According to Urban Dictionary, a "thut" is defined as: "when your butt blends into your thighs, or there is just no definition between your thighs and your butt, you have a thut (thigh-butt)." A thutt is just another name for “secretary butt.” In short, it is refers to a flat, shapeless buttocks that runs into the thigh area, specifically, there is no distinction between the upper thigh and the buttocks. It is almost similar to "cankles" and caused by a sedentary lifestyle and lack of exercise. In this case, gravity tends to take place, bringing down your ASSets-literally. The recipe for a good Thut involves sitting all day or for more than six hours of the day. It is not only bad for your figure, but it is also bad for your health.
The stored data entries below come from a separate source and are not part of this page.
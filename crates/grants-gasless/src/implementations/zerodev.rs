//! ZeroDev Kernel accounts.
//!
//! With EIP-7702 the owner EOA delegates to the Kernel v3.3 implementation
//! and the smart account keeps the EOA's address. Without it a classic
//! Kernel v3.1 account is deployed counterfactually with the ECDSA validator
//! as root validator, at an address derived from the owner.
//! Bundler and paymaster share one project URL.

use crate::client::{
	decode_word, delegation_authorization, ensure_entry_point, AccountFlavor, BundlerClient,
	BundlerClientParts, Deployment, ReceiptPolling,
};
use crate::constants::{
	DUMMY_ECDSA_SIGNATURE, ECDSA_VALIDATOR, KERNEL_META_FACTORY, KERNEL_V3_1_FACTORY,
	KERNEL_V3_3_IMPLEMENTATION,
};
use crate::user_operation::{encode_erc7579_execute, Call};
use crate::{
	log_unsupported, GaslessError, ProviderFactory, ProviderRegistry, SmartAccountClient,
	SmartAccountProvider, UnsupportedReason,
};
use alloy_primitives::{Address, Bytes, FixedBytes, B256, U256};
use alloy_sol_types::{sol, SolCall};
use async_trait::async_trait;
use grants_account::SigningAccount;
use grants_types::{
	ChainGaslessConfig, ImplementationRegistry, JsonRpcTransport, ProviderCredentials,
	ProviderKind, RpcConnector,
};
use serde::Deserialize;
use serde_json::{json, Value};
use std::sync::Arc;
use tracing::instrument;

sol! {
	interface IKernel {
		function initialize(bytes21 rootValidator, address hook, bytes validatorData, bytes hookData, bytes[] initConfig) external;
	}

	interface IKernelFactory {
		function getAddress(bytes data, bytes32 salt) external view returns (address);
	}

	interface IFactoryStaker {
		function deployWithFactory(address factory, bytes createData, bytes32 salt) external payable returns (address);
	}
}

const PROJECT_RPC_BASE: &str = "https://rpc.zerodev.app/api/v3";

/// Validation id type byte of a plain validator module.
const VALIDATION_TYPE_VALIDATOR: u8 = 0x01;

/// Project RPC URL serving bundler, paymaster and node methods.
pub fn project_rpc_url(project_id: &str, chain_id: u64) -> String {
	format!("{}/{}/chain/{}", PROJECT_RPC_BASE, project_id, chain_id)
}

/// `Kernel.initialize` calldata making `owner` the root ECDSA signer.
pub fn kernel_init_data(owner: Address) -> Bytes {
	let mut root_validator = [0u8; 21];
	root_validator[0] = VALIDATION_TYPE_VALIDATOR;
	root_validator[1..].copy_from_slice(ECDSA_VALIDATOR.as_slice());

	IKernel::initializeCall {
		rootValidator: FixedBytes::<21>::from(root_validator),
		hook: Address::ZERO,
		validatorData: Bytes::copy_from_slice(owner.as_slice()),
		hookData: Bytes::new(),
		initConfig: Vec::new(),
	}
	.abi_encode()
	.into()
}

/// Kernel v3 accounts: ERC-7579 calls, raw ECDSA signatures, ZeroDev gas prices.
struct KernelFlavor;

#[derive(Deserialize)]
#[serde(rename_all = "camelCase")]
struct GasPriceTier {
	max_fee_per_gas: U256,
	max_priority_fee_per_gas: U256,
}

#[derive(Deserialize)]
struct GasPrices {
	standard: GasPriceTier,
}

#[async_trait]
impl AccountFlavor for KernelFlavor {
	fn encode_calls(&self, calls: &[Call]) -> Bytes {
		encode_erc7579_execute(calls)
	}

	fn stub_signature(&self) -> Bytes {
		Bytes::from(DUMMY_ECDSA_SIGNATURE.to_vec())
	}

	fn format_signature(&self, signature: Bytes) -> Bytes {
		signature
	}

	async fn fees(
		&self,
		bundler: &dyn JsonRpcTransport,
		_chain: &dyn JsonRpcTransport,
	) -> Result<(U256, U256), GaslessError> {
		let prices = bundler
			.request("zd_getUserOperationGasPrice", json!([]))
			.await?;
		let prices: GasPrices = serde_json::from_value(prices).map_err(|e| {
			GaslessError::UserOperation(format!("Unexpected gas price response: {}", e))
		})?;
		Ok((
			prices.standard.max_fee_per_gas,
			prices.standard.max_priority_fee_per_gas,
		))
	}
}

/// ZeroDev smart account provider.
pub struct ZeroDevProvider {
	connector: Arc<dyn RpcConnector>,
	polling: ReceiptPolling,
}

impl ZeroDevProvider {
	pub fn new(connector: Arc<dyn RpcConnector>) -> Self {
		Self {
			connector,
			polling: ReceiptPolling::default(),
		}
	}

	pub fn with_polling(mut self, polling: ReceiptPolling) -> Self {
		self.polling = polling;
		self
	}

	async fn counterfactual_address(
		chain: &dyn JsonRpcTransport,
		init_data: &Bytes,
	) -> Result<Address, GaslessError> {
		let call = IKernelFactory::getAddressCall {
			data: init_data.clone(),
			salt: B256::ZERO,
		};
		let result = chain
			.request(
				"eth_call",
				json!([{"to": KERNEL_V3_1_FACTORY, "data": Bytes::from(call.abi_encode())}, "latest"]),
			)
			.await?;
		let word = decode_word(&result)?;
		Ok(Address::from_word(word))
	}
}

#[async_trait]
impl SmartAccountProvider for ZeroDevProvider {
	fn kind(&self) -> ProviderKind {
		ProviderKind::ZeroDev
	}

	#[instrument(skip_all, fields(provider = "zerodev", chain_id = chain_id, eip7702 = config.use_eip7702))]
	async fn create_client(
		&self,
		chain_id: u64,
		account: Arc<dyn SigningAccount>,
		config: &ChainGaslessConfig,
	) -> Result<Option<Box<dyn SmartAccountClient>>, GaslessError> {
		let kind = self.kind();
		if !config.enabled {
			log_unsupported(kind, chain_id, UnsupportedReason::Disabled);
			return Ok(None);
		}
		let project_id = match &config.credentials {
			ProviderCredentials::ZeroDev {
				project_id: Some(id),
			} if !id.is_blank() => id,
			_ => {
				log_unsupported(kind, chain_id, UnsupportedReason::MissingCredentials);
				return Ok(None);
			},
		};
		if config.use_eip7702 && !account.supports_raw_signing() {
			log_unsupported(kind, chain_id, UnsupportedReason::UnsupportedSigningCapability);
			return Ok(None);
		}

		let wrap = |e: GaslessError| GaslessError::provider(kind, chain_id, e);

		let url = project_id.with_exposed(|id| project_rpc_url(id, chain_id));
		let bundler = self
			.connector
			.connect(&url)
			.map_err(|e| GaslessError::provider(kind, chain_id, e))?;
		let chain = match &config.rpc_url {
			Some(rpc_url) if !rpc_url.is_blank() => self
				.connector
				.connect(rpc_url.expose_secret())
				.map_err(|e| GaslessError::provider(kind, chain_id, e))?,
			_ => bundler.clone(),
		};

		ensure_entry_point(bundler.as_ref()).await.map_err(wrap)?;

		let owner = account.address();
		let (sender, deployment, authorization) = if config.use_eip7702 {
			let authorization = delegation_authorization(
				chain.as_ref(),
				account.as_ref(),
				KERNEL_V3_3_IMPLEMENTATION,
				chain_id,
			)
			.await
			.map_err(wrap)?;
			(owner, None, authorization)
		} else {
			let init_data = kernel_init_data(owner);
			let sender = Self::counterfactual_address(chain.as_ref(), &init_data)
				.await
				.map_err(wrap)?;
			let factory_data = IFactoryStaker::deployWithFactoryCall {
				factory: KERNEL_V3_1_FACTORY,
				createData: init_data,
				salt: B256::ZERO,
			}
			.abi_encode()
			.into();
			let deployment = Deployment {
				factory: KERNEL_META_FACTORY,
				factory_data,
			};
			(sender, Some(deployment), None)
		};

		tracing::info!(
			owner = %owner,
			smart_account = %sender,
			"Created ZeroDev kernel client"
		);

		Ok(Some(Box::new(BundlerClient::new(BundlerClientParts {
			provider: kind,
			chain_id,
			sender,
			account,
			paymaster: bundler.clone(),
			bundler,
			chain,
			flavor: Box::new(KernelFlavor),
			deployment,
			authorization,
			paymaster_context: Value::Object(Default::default()),
			polling: self.polling,
		}))))
	}
}

/// Factory function to create the ZeroDev provider.
pub fn create_provider(connector: Arc<dyn RpcConnector>) -> Box<dyn SmartAccountProvider> {
	Box::new(ZeroDevProvider::new(connector))
}

/// Registry for the ZeroDev provider implementation.
pub struct Registry;

impl ImplementationRegistry for Registry {
	const NAME: &'static str = "zerodev";
	type Factory = ProviderFactory;

	fn factory() -> Self::Factory {
		create_provider
	}
}

impl ProviderRegistry for Registry {}

#[cfg(test)]
mod tests {
	use super::*;
	use crate::constants::ENTRY_POINT_V07;
	use grants_account::implementations::{local::LocalAccount, remote::RemoteAccount};
	use grants_types::testing::{ScriptedConnector, ScriptedTransport};
	use grants_types::RpcError;
	use std::time::Duration;

	const KEY: &str = "0xac0974bec39a17e36ba4a6b4d238ff944bacb478cbed5efcae784d7bf4f2ff80";

	fn config(use_eip7702: bool) -> ChainGaslessConfig {
		ChainGaslessConfig {
			chain_id: 10,
			rpc_url: None,
			enabled: true,
			use_eip7702,
			credentials: ProviderCredentials::ZeroDev {
				project_id: Some("proj-123".into()),
			},
		}
	}

	fn local() -> Arc<dyn SigningAccount> {
		Arc::new(LocalAccount::from_private_key(KEY).unwrap())
	}

	fn provider(transport: Arc<ScriptedTransport>) -> (ZeroDevProvider, Arc<ScriptedConnector>) {
		let connector = Arc::new(ScriptedConnector::new(transport));
		let provider = ZeroDevProvider::new(connector.clone()).with_polling(ReceiptPolling {
			interval: Duration::ZERO,
			attempts: 3,
		});
		(provider, connector)
	}

	fn word(value: &[u8]) -> Value {
		let mut padded = vec![0u8; 32 - value.len()];
		padded.extend_from_slice(value);
		json!(Bytes::from(padded))
	}

	fn sponsoring(transport: ScriptedTransport) -> ScriptedTransport {
		transport
			.on(
				"zd_getUserOperationGasPrice",
				json!({
					"slow": {"maxFeePerGas": "0x1", "maxPriorityFeePerGas": "0x1"},
					"standard": {"maxFeePerGas": "0x3b9aca00", "maxPriorityFeePerGas": "0xf4240"},
					"fast": {"maxFeePerGas": "0x77359400", "maxPriorityFeePerGas": "0x1e8480"}
				}),
			)
			.on(
				"pm_getPaymasterStubData",
				json!({
					"paymaster": "0x2222222222222222222222222222222222222222",
					"paymasterData": "0x",
					"paymasterVerificationGasLimit": "0x10000",
					"paymasterPostOpGasLimit": "0x1"
				}),
			)
			.on(
				"eth_estimateUserOperationGas",
				json!({
					"preVerificationGas": "0xc350",
					"verificationGasLimit": "0x30d40",
					"callGasLimit": "0x186a0"
				}),
			)
			.on(
				"pm_getPaymasterData",
				json!({
					"paymaster": "0x2222222222222222222222222222222222222222",
					"paymasterData": "0xabcdef"
				}),
			)
			.on("eth_sendUserOperation", json!(B256::repeat_byte(0x99)))
	}

	#[tokio::test]
	async fn test_eip7702_requested_without_authorization_signing_is_unsupported() {
		let transport = Arc::new(ScriptedTransport::new());
		let (provider, connector) = provider(transport.clone());
		let injected: Arc<dyn SigningAccount> =
			Arc::new(RemoteAccount::new(Address::repeat_byte(1), transport.clone()));

		let client = provider.create_client(10, injected, &config(true)).await.unwrap();
		assert!(client.is_none());
		assert!(transport.calls().is_empty());
		assert!(connector.urls().is_empty());
	}

	#[tokio::test]
	async fn test_missing_project_id_is_unsupported() {
		let transport = Arc::new(ScriptedTransport::new());
		let (provider, _) = provider(transport.clone());
		let mut config = config(false);
		config.credentials = ProviderCredentials::ZeroDev {
			project_id: Some("".into()),
		};
		assert!(provider.create_client(10, local(), &config).await.unwrap().is_none());
	}

	#[tokio::test]
	async fn test_eip7702_client_shares_owner_address() {
		let transport = Arc::new(sponsoring(
			ScriptedTransport::new()
				.on("eth_supportedEntryPoints", json!([ENTRY_POINT_V07]))
				.on("eth_getCode", json!("0x"))
				.on("eth_getTransactionCount", json!("0x3"))
				.on("eth_call", word(&[5])),
		));
		let (provider, connector) = provider(transport.clone());
		let account = local();

		let client = provider
			.create_client(10, account.clone(), &config(true))
			.await
			.unwrap()
			.unwrap();
		assert_eq!(client.address(), account.address());
		assert_eq!(client.chain_id(), 10);
		assert_eq!(
			connector.urls()[0],
			"https://rpc.zerodev.app/api/v3/proj-123/chain/10"
		);

		let call = Call {
			to: Address::repeat_byte(0x77),
			value: U256::ZERO,
			data: Bytes::from(vec![0xa9, 0x05, 0x9c, 0xbb]),
		};
		let hash = client.send_user_operation(vec![call]).await.unwrap();
		assert_eq!(hash, B256::repeat_byte(0x99));

		let sent = &transport.calls_to("eth_sendUserOperation")[0];
		let op = &sent[0];
		assert_eq!(op["sender"], json!(account.address()));
		assert_eq!(op["nonce"], json!("0x5"));
		assert_eq!(op["eip7702Auth"]["address"], json!(KERNEL_V3_3_IMPLEMENTATION));
		assert_eq!(op["eip7702Auth"]["nonce"], json!("0x3"));
		assert_eq!(op["paymasterData"], json!("0xabcdef"));
		assert_eq!(op["maxFeePerGas"], json!("0x3b9aca00"));
		assert!(op.get("factory").is_none());
		let signature: Bytes = serde_json::from_value(op["signature"].clone()).unwrap();
		assert_eq!(signature.len(), 65);
		assert_eq!(sent[1], json!(ENTRY_POINT_V07));
	}

	#[tokio::test]
	async fn test_classic_client_uses_counterfactual_address() {
		let smart_account = Address::repeat_byte(0x5a);
		let transport = Arc::new(sponsoring(
			ScriptedTransport::new()
				.on("eth_supportedEntryPoints", json!([ENTRY_POINT_V07]))
				.on("eth_call", word(smart_account.as_slice()))
				.on("eth_call", word(&[0]))
				.on("eth_getCode", json!("0x")),
		));
		let (provider, _) = provider(transport.clone());
		let account = local();

		let client = provider
			.create_client(10, account.clone(), &config(false))
			.await
			.unwrap()
			.unwrap();
		assert_eq!(client.address(), smart_account);
		assert_ne!(client.address(), account.address());

		client
			.send_user_operation(vec![Call {
				to: Address::repeat_byte(0x77),
				value: U256::ZERO,
				data: Bytes::new(),
			}])
			.await
			.unwrap();
		let op = &transport.calls_to("eth_sendUserOperation")[0][0];
		assert_eq!(op["factory"], json!(KERNEL_META_FACTORY));
		assert!(op.get("eip7702Auth").is_none());
	}

	#[tokio::test]
	async fn test_missing_entry_point_is_provider_error() {
		let transport = Arc::new(ScriptedTransport::new().on("eth_supportedEntryPoints", json!([])));
		let (provider, _) = provider(transport);
		let err = provider
			.create_client(10, local(), &config(true))
			.await
			.err()
			.unwrap();
		assert!(matches!(
			err,
			GaslessError::Provider {
				provider: ProviderKind::ZeroDev,
				chain_id: 10,
				..
			}
		));
	}

	#[tokio::test]
	async fn test_transport_failure_is_provider_error() {
		let transport = Arc::new(ScriptedTransport::new().on_error(
			"eth_supportedEntryPoints",
			RpcError::Transport("connection refused".into()),
		));
		let (provider, _) = provider(transport);
		let err = provider
			.create_client(10, local(), &config(false))
			.await
			.err()
			.unwrap();
		assert!(err.to_string().contains("connection refused"));
	}

	#[tokio::test]
	async fn test_receipt_polling_is_bounded() {
		let transport = Arc::new(
			ScriptedTransport::new()
				.on("eth_supportedEntryPoints", json!([ENTRY_POINT_V07]))
				.on("eth_getCode", json!("0x"))
				.on("eth_getTransactionCount", json!("0x0"))
				.on("eth_getUserOperationReceipt", Value::Null)
				.on(
					"eth_getUserOperationReceipt",
					json!({
						"userOpHash": B256::repeat_byte(0x99),
						"success": true,
						"receipt": {"transactionHash": B256::repeat_byte(0x11)}
					}),
				),
		);
		let (provider, _) = provider(transport.clone());
		let client = provider
			.create_client(10, local(), &config(true))
			.await
			.unwrap()
			.unwrap();

		let receipt = client
			.wait_for_user_operation_receipt(B256::repeat_byte(0x99))
			.await
			.unwrap();
		assert!(receipt.success);
		assert_eq!(receipt.transaction_hash, B256::repeat_byte(0x11));
		assert_eq!(transport.calls_to("eth_getUserOperationReceipt").len(), 2);
	}
}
Heart disease, cancer, diabetes, and depression are just some of the diseases that you are at increased risk of developing when you live a sedentary lifestyle. By reducing the time you stay seated and by staying active, you can lessen the effect of your chair flattening your buttocks, and even more importantly your health. ' If you are curious about whether or not you have the dreaded Thut, here is a simple little test! You can test yourself at home using a pencil. Push it in place where the buttocks and thigh meet. Then let go. If the pencil drops, you do not have a Thut. But if it stays stuck, you do have a Thut. The good news is that it can be fixed. To fix your THUT, some people opt to have surgery by choosing the ever popular Brazilian Butt Lift procedure. However, this can be totally fixed WITHOUT surgical intervention. All it takes is some time, hard work, patience, and elbow grease. As you probably already guessed, these are the top 3 exercises for fixing your flat butt:
- Lunges – With feet hip width apart, take a big step forward with one foot, putting the weight on your heel, not the toe. Alternate in three sets of 10 or 12, targeting the hamstrings and glutes.
- Squats – Lower back and knee problems can be caused by under-developed glutes. Try doing Squats and putting all the weight in your heels as you go as far down as you can. Do about three sets of 10-15.
- Combo Squat – Once you start to get more strength, you can fight gravity in the Combo Squat. From a squat position, leap off the heel and land with soft knees.